What Inspectors Found
The food sourcing violation is among the most serious an inspector can document. When a facility cannot identify where its food came from, there is no chain of accountability if a customer gets sick.
The parasite destruction citation adds a second layer of concern. State rules require that fish served raw or undercooked be frozen to specific temperatures for specific periods, killing parasites such as Anisakis and tapeworm before the food reaches a plate. The inspector found those procedures were not being followed.
Toxic chemicals were found improperly stored or labeled near food. That violation creates a direct pathway for chemical contamination of food or food-contact surfaces, and mislabeled chemicals can be mistaken for food-safe products by staff.
Food contact surfaces, the cutting boards, prep stations, and utensils that touch food directly, were not being properly cleaned or sanitized. That failure turns every surface into a potential transfer point for bacteria from one food item to the next.
Staff showed no allergen awareness, a violation that the state flags because food allergies send 30,000 Americans to emergency rooms each year. Customers with serious allergies rely on staff to know what is in the food they are serving. At Shipwreck Sally's on June 24, that knowledge was not demonstrated.
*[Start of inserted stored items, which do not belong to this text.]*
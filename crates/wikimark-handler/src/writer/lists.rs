//! Nested list rewrite.
//!
//! The list mode only reports markers (`list_open("  *")`, `list_item("    -")`,
//! `list_close()`); indentation decides nesting. The rewriter keeps a stack of
//! open lists and turns each marker into the closes and opens needed to reach
//! its depth.

use crate::{
    call::{Call, CallName, Value},
    diagnostics::Diagnostics,
};

use super::{FrameKind, Rewriter};

#[derive(Debug, Clone, Copy, PartialEq, Eq)]
enum ListKind {
    Unordered,
    Ordered,
}

impl ListKind {
    fn open(self) -> CallName {
        match self {
            ListKind::Unordered => CallName::ListuOpen,
            ListKind::Ordered => CallName::ListoOpen,
        }
    }

    fn close(self) -> CallName {
        match self {
            ListKind::Unordered => CallName::ListuClose,
            ListKind::Ordered => CallName::ListoClose,
        }
    }
}

/// Depth and list type of a marker such as `"\n    *"`.
///
/// Every two spaces of indentation is one level; a tab counts as two spaces.
fn interpret_marker(marker: &str) -> (usize, ListKind) {
    let kind = if marker.ends_with('*') {
        ListKind::Unordered
    } else {
        ListKind::Ordered
    };
    let depth = marker.replace('\t', "  ").matches("  ").count() + 1;
    (depth, kind)
}

#[derive(Debug)]
struct OpenList {
    kind: ListKind,
    depth: usize,
    /// Index of the current item's `listitem_open` in the output.
    item: usize,
}

/// Buffers one list block.
#[derive(Debug, Default)]
pub struct ListWriter {
    calls: Vec<Call>,
}

impl ListWriter {
    pub fn new() -> Self {
        Self::default()
    }
}

impl Rewriter for ListWriter {
    fn kind(&self) -> FrameKind {
        FrameKind::List
    }

    fn write_call(&mut self, call: Call) {
        self.calls.push(call);
    }

    fn last_pos(&self) -> Option<usize> {
        self.calls.last().map(Call::pos)
    }

    fn closing_call(&self, pos: usize) -> Call {
        Call::bare(CallName::ListClose, pos)
    }

    fn process(self: Box<Self>, _diagnostics: &mut Diagnostics) -> Vec<Call> {
        let mut builder = ListBuilder::default();
        for call in self.calls {
            match call.name() {
                CallName::ListOpen => builder.start(&call),
                CallName::ListItem => builder.item(&call),
                CallName::ListClose => builder.end(call.pos()),
                _ => builder.out.push(call),
            }
        }
        builder.out
    }

    fn into_calls(self: Box<Self>) -> Vec<Call> {
        self.calls
    }
}

#[derive(Debug, Default)]
struct ListBuilder {
    out: Vec<Call>,
    stack: Vec<OpenList>,
    initial_depth: usize,
}

impl ListBuilder {
    fn emit(&mut self, name: CallName, pos: usize) {
        self.out.push(Call::bare(name, pos));
    }

    /// Open an item and its content, returning the item's index.
    fn open_item(&mut self, level: usize, pos: usize) -> usize {
        self.out
            .push(Call::new(CallName::ListitemOpen, vec![level.into()], pos));
        let item = self.out.len() - 1;
        self.emit(CallName::ListcontentOpen, pos);
        item
    }

    fn open_list(&mut self, kind: ListKind, depth: usize, pos: usize) {
        self.emit(kind.open(), pos);
        let item = self.open_item(depth.saturating_sub(1).max(1), pos);
        self.stack.push(OpenList { kind, depth, item });
    }

    fn start(&mut self, call: &Call) {
        let (depth, kind) = interpret_marker(call.text().unwrap_or_default());
        self.initial_depth = depth;
        self.open_list(kind, depth, call.pos());
    }

    fn item(&mut self, call: &Call) {
        let pos = call.pos();
        let (depth, kind) = interpret_marker(call.text().unwrap_or_default());
        let depth = depth.max(self.initial_depth);

        let Some((current_depth, current_item)) = self.stack.last().map(|l| (l.depth, l.item))
        else {
            self.open_list(kind, depth, pos);
            return;
        };

        self.emit(CallName::ListcontentClose, pos);
        if depth > current_depth {
            self.mark_node(current_item);
            self.open_list(kind, depth, pos);
            return;
        }

        if depth < current_depth {
            // Close lists until one at or above this depth is on top
            while let Some(top) = self.stack.last() {
                if top.depth <= depth {
                    break;
                }
                let kind = top.kind;
                self.emit(CallName::ListitemClose, pos);
                self.emit(kind.close(), pos);
                self.stack.pop();
            }
        }

        let Some(top) = self.stack.last() else {
            self.open_list(kind, depth, pos);
            return;
        };
        let (top_kind, top_depth) = (top.kind, top.depth);

        self.emit(CallName::ListitemClose, pos);
        if top_kind == kind {
            let item = self.open_item(top_depth.saturating_sub(1).max(1), pos);
            if let Some(top) = self.stack.last_mut() {
                top.item = item;
            }
        } else {
            self.emit(top_kind.close(), pos);
            self.stack.pop();
            self.open_list(kind, top_depth, pos);
        }
    }

    fn end(&mut self, pos: usize) {
        let mut close_content = true;
        while let Some(list) = self.stack.pop() {
            if close_content {
                self.emit(CallName::ListcontentClose, pos);
                close_content = false;
            }
            self.emit(CallName::ListitemClose, pos);
            self.emit(list.kind.close(), pos);
        }
    }

    /// An item holding a nested list is a node rather than a leaf.
    fn mark_node(&mut self, index: usize) {
        if let Some(call) = self.out.get_mut(index) {
            let level = call.arg(0).cloned().unwrap_or(Value::Int(1));
            *call = Call::new(CallName::ListitemOpen, vec![level, Value::Int(1)], call.pos());
        }
    }
}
The bar also lacked a consumer advisory for raw or undercooked foods, meaning customers who are elderly, pregnant, or immunocompromised had no posted warning that some items on the menu carry elevated risk. Employees were also observed using improper handwashing technique, a violation that matters even when workers do wash their hands, because incorrect technique leaves pathogens behind.
On the intermediate side, inspectors cited improper sewage or wastewater disposal, the reuse of single-use items, and inadequate or improperly maintained toilet facilities.
What These Violations Mean
The combination of unapproved food sourcing and failed parasite destruction procedures is particularly acute for a bar that likely serves fish items. Food from unknown sources carries no documentation trail. If a customer becomes ill and health investigators need to trace the origin of a contaminated ingredient, there is nothing to follow. Listeria, Salmonella, and E. coli are among the pathogens that USDA and FDA inspections are designed to screen for before food reaches a commercial kitchen.
Parasite destruction failures compound that risk directly. Anisakis larvae, found in raw or undercooked fish, can embed in the stomach lining and cause severe abdominal pain, vomiting, and in some cases require surgical removal. The freezing protocols that Shipwreck Sally's failed to follow exist specifically to prevent that outcome.
The sewage disposal violation is not a paperwork issue. Improper wastewater handling creates conditions for fecal contamination to spread through a facility, reaching surfaces and food that have no visible connection to the original source. Combined with the toilet facility citation, the inspection record from June 24 describes a hygiene infrastructure that was failing at multiple points simultaneously.
The allergen awareness violation deserves particular attention at a resort tiki bar, where customers may not expect to need to advocate aggressively for their own safety. A staff that cannot demonstrate allergen awareness is a staff that cannot reliably answer the question: does this contain tree nuts, shellfish, or wheat?
The Longer Record
The June 2026 inspection was not an outlier. State records show 22 inspections on file for Shipwreck Sally's, with 129 total violations accumulated across that history. The facility has never been emergency-closed.
The pattern going back through recent years is consistent. In May 2023, inspectors cited nine high-severity violations in a single visit, the highest single-inspection total in the available record. December 2023 brought five more high-severity citations. June 2024 produced six high-severity violations. December 2024 added three. May 2025 saw four high-severity citations in one visit, followed by a follow-up inspection three days earlier that month with one high-severity violation. December 2025 produced five high-severity violations.
The June 2026 inspection, with seven high-severity citations, is the second-highest single-visit total in that stretch.
None of those inspections resulted in an emergency closure. The facility has operated continuously through a run of high-severity citations that spans at least three years of documented inspection records.
Still Open
Florida's emergency closure authority is triggered when an inspector determines that conditions pose an immediate threat to public health. Seven high-severity violations, including food from unapproved sources, failed parasite protocols, and toxic chemicals improperly stored near food, did not meet that threshold at Shipwreck Sally's on June 24.
The bar at 17777 Bali Blvd remained open after the inspection.